# What is expected:
Find all lines in the records that include the word "readable", and copy them out.

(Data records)
----------

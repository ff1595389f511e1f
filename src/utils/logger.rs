use chrono::{SecondsFormat, Utc};
use serde_json::{Map, Value};
use tracing::field::{Field, Visit};
use tracing::level_filters::LevelFilter;
use tracing::{Event, Level, Subscriber};
use tracing_subscriber::fmt::format::Writer;
use tracing_subscriber::fmt::{FmtContext, FormatEvent, FormatFields};
use tracing_subscriber::registry::LookupSpan;
use tracing_subscriber::{fmt, prelude::*, EnvFilter};

use crate::config::LoggingConfig;

#[derive(Default)]
struct JsonFieldVisitor {
    fields: Map<String, Value>,
}

impl Visit for JsonFieldVisitor {
    fn record_i64(&mut self, field: &Field, value: i64) {
        self.fields.insert(field.name().to_string(), Value::from(value));
    }

    fn record_u64(&mut self, field: &Field, value: u64) {
        self.fields.insert(field.name().to_string(), Value::from(value));
    }

    fn record_bool(&mut self, field: &Field, value: bool) {
        self.fields.insert(field.name().to_string(), Value::from(value));
    }

    fn record_f64(&mut self, field: &Field, value: f64) {
        self.fields.insert(field.name().to_string(), Value::from(value));
    }

    fn record_str(&mut self, field: &Field, value: &str) {
        self.fields.insert(field.name().to_string(), Value::from(value));
    }

    fn record_debug(&mut self, field: &Field, value: &dyn std::fmt::Debug) {
        self.fields
            .insert(field.name().to_string(), Value::from(format!("{:?}", value)));
    }
}

/// One JSON object per event, shaped after the OpenTelemetry log data model.
#[derive(Clone)]
struct OtelJsonEventFormatter {
    service_name: String,
    service_version: String,
}

fn severity_number(level: &Level) -> u64 {
    match *level {
        Level::TRACE => 1,
        Level::DEBUG => 5,
        Level::INFO => 9,
        Level::WARN => 13,
        Level::ERROR => 17,
    }
}

impl OtelJsonEventFormatter {
    fn render(&self, event: &Event<'_>) -> Value {
        let metadata = event.metadata();
        let mut visitor = JsonFieldVisitor::default();
        event.record(&mut visitor);

        let mut attributes = visitor.fields;
        // `event.name` is not a valid Rust identifier, so events carry `event_name`.
        for (from, to) in [("event_name", "event.name"), ("event_domain", "event.domain")] {
            if let Some(v) = attributes.remove(from) {
                attributes.insert(to.to_string(), v);
            }
        }
        if let Some(file) = metadata.file() {
            attributes.insert("code.filepath".to_string(), Value::from(file));
        }
        if let Some(line) = metadata.line() {
            attributes.insert("code.lineno".to_string(), Value::from(line));
        }
        attributes.insert("code.target".to_string(), Value::from(metadata.target()));

        let body = attributes
            .remove("message")
            .and_then(|v| v.as_str().map(str::to_string))
            .unwrap_or_else(|| metadata.name().to_string());

        serde_json::json!({
            "timestamp": Utc::now().to_rfc3339_opts(SecondsFormat::Secs, true),
            "severity_text": metadata.level().as_str(),
            "severity_number": severity_number(metadata.level()),
            "body": body,
            "resource": {
                "service.name": self.service_name,
                "service.version": self.service_version,
            },
            "attributes": Value::Object(attributes),
        })
    }
}

impl<S, N> FormatEvent<S, N> for OtelJsonEventFormatter
where
    S: Subscriber + for<'lookup> LookupSpan<'lookup>,
    N: for<'writer> FormatFields<'writer> + 'static,
{
    fn format_event(
        &self,
        _ctx: &FmtContext<'_, S, N>,
        mut writer: Writer<'_>,
        event: &Event<'_>,
    ) -> std::fmt::Result {
        let serialized =
            serde_json::to_string(&self.render(event)).map_err(|_| std::fmt::Error)?;
        writer.write_str(&serialized)?;
        writer.write_char('\n')
    }
}

/// Parse `logging.level` into a filter.
pub fn parse_level(level: &str) -> Result<LevelFilter, String> {
    match level.trim().to_lowercase().as_str() {
        "trace" => Ok(LevelFilter::TRACE),
        "debug" => Ok(LevelFilter::DEBUG),
        "info" => Ok(LevelFilter::INFO),
        "warn" => Ok(LevelFilter::WARN),
        "error" => Ok(LevelFilter::ERROR),
        other => Err(format!(
            "Invalid logging.level '{}'. Valid values: trace, debug, info, warn, error",
            other
        )),
    }
}

/// Install the global subscriber. `RUST_LOG` directives are honoured on top of the configured level.
/// Logs go to stderr so command output on stdout stays machine readable.
pub fn init_logging(logging_config: &LoggingConfig) -> Result<(), String> {
    let level_filter = parse_level(&logging_config.level)?;
    let filter_layer = EnvFilter::builder()
        .with_default_directive(level_filter.into())
        .from_env_lossy();

    let result = match logging_config.format.to_lowercase().as_str() {
        "json" => tracing_subscriber::registry()
            .with(filter_layer)
            .with(
                fmt::layer()
                    .with_writer(std::io::stderr)
                    .event_format(OtelJsonEventFormatter {
                        service_name: logging_config.service_name.clone(),
                        service_version: logging_config.service_version.clone(),
                    }),
            )
            .try_init(),
        // "console" and anything unknown fall back to human-readable output
        _ => tracing_subscriber::registry()
            .with(filter_layer)
            .with(fmt::layer().with_writer(std::io::stderr).compact())
            .try_init(),
    };

    result.map_err(|e| format!("Failed to initialise logging: {}", e))
}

----------

# Written answer:
/// Logs go to stderr so command output on stdout stays machine readable.
        // "console" and anything unknown fall back to human-readable output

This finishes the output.